Just for the record, it seems I found another defender of moral objectivism, under the head of "moral realism". Matthew Kramer, from Cambridge, has a book called Moral Realism as a Moral Doctrine (Wiley-Blackwell 2009).

"This book seeks to establish two main conclusions. On the one hand, moral requirements and other elements of ethics are strongly objective in a number of senses that will be expounded in Chapters 2–8. On the other hand, the objectivity of ethics is itself an ethical matter that rests primarily on ethical considerations. It is not something that can adequately be contested or confirmed through non-ethical reasoning. Efforts to ground the objectivity of ethics on non-ethical foundations are misconceived and counterproductive. Moral realism – the doctrine that morality is indeed objective in the various respects to be elaborated here – is a moral doctrine." (p. 1)


On the question of the self, see http://maverickphilosopher.typepad.com/maverick_philosopher/2011/03/can-the-chariot-take-us-to-the-land-of-no-self.html

Thanks for the info about Kramer.

Hey Bill,

My undergrad mentor and I often spar over just this issue. There are two reasons I don't follow Mackie here. First, along the lines of what you've already said, everywhere I look I see queerness. Consider the following list: objective moral truths, propositions, qualia, minds, abstract objects, time, motion, intentionality, quantum properties.
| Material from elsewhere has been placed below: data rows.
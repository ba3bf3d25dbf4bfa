mod app;
mod commands;
mod output;

use clap::Parser;

use crate::app::{Cli, Command};

fn main() -> anyhow::Result<()> {
    ctrlc::set_handler(|| {
        eprintln!("\nCancelled.");
        std::process::exit(130);
    })
    .expect("failed to set Ctrl+C handler");

    let cli = Cli::parse();

    // aspectweave info+ on stderr unless --json; --verbose enables debug; RUST_LOG overrides
    if !cli.global.json {
        let level = if cli.global.verbose {
            log::LevelFilter::Debug
        } else {
            log::LevelFilter::Info
        };
        env_logger::Builder::new()
            .filter_module("aspectweave", level)
            .parse_default_env()
            .target(env_logger::Target::Stderr)
            .format_timestamp(None)
            .format_module_path(false)
            .format_target(false)
            .init();
    }

    match &cli.command {
        Command::Weave {
            path,
            references,
            key_file,
            key_container,
            key_store,
            no_symbols,
        } => commands::weave::run(
            path,
            &commands::weave::WeaveOptions {
                references: &references.references,
                key_file: key_file.as_deref(),
                key_container: key_container.as_deref(),
                key_store: key_store.as_deref(),
                symbols: !*no_symbols,
                global: &cli.global,
            },
        ),
        Command::Inspect {
            path,
            references,
            member,
        } => commands::inspect::run(path, &references.references, member.as_deref(), &cli.global),
    }
}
All of these things are strange and puzzling on reflection. One of the pleasures of philosophy I think is discovering new puzzles, paradoxes and elements of strangeness in more and more things. To assert that anything queer must be non-existent seems intellectually stultifying to me.

Second, a point you didn't make here, is that the argument from queerness appears to be straightforwardly question-begging. Why is normativity queer? Because it's inconsistent with naturalism of the sort that Mackie endorses. If you don't accept Mackie's ontology from the outset, I don't see how the argument from queerness has any thrust whatsoever.

Glad we agree, Spencer.

The very use of 'queer' is objectionable, as if certain classes of entity could be shamed out of existence!

Also objectionable is the way homosexuals have hijacked the word -- but that's a separate topic! Same with 'gay,' et al.

Dr. Vallicella and Mr.* Case,

On "queerness" as an objection in philosophy, see here.

I completely agree as regards the corruption of "queer" in our day. No other word has quite the same meaning and tone. "Q" is one of my favourite letters, too...


*I recall that you are serving (served) in Afghanistan, but I do not recall your rank.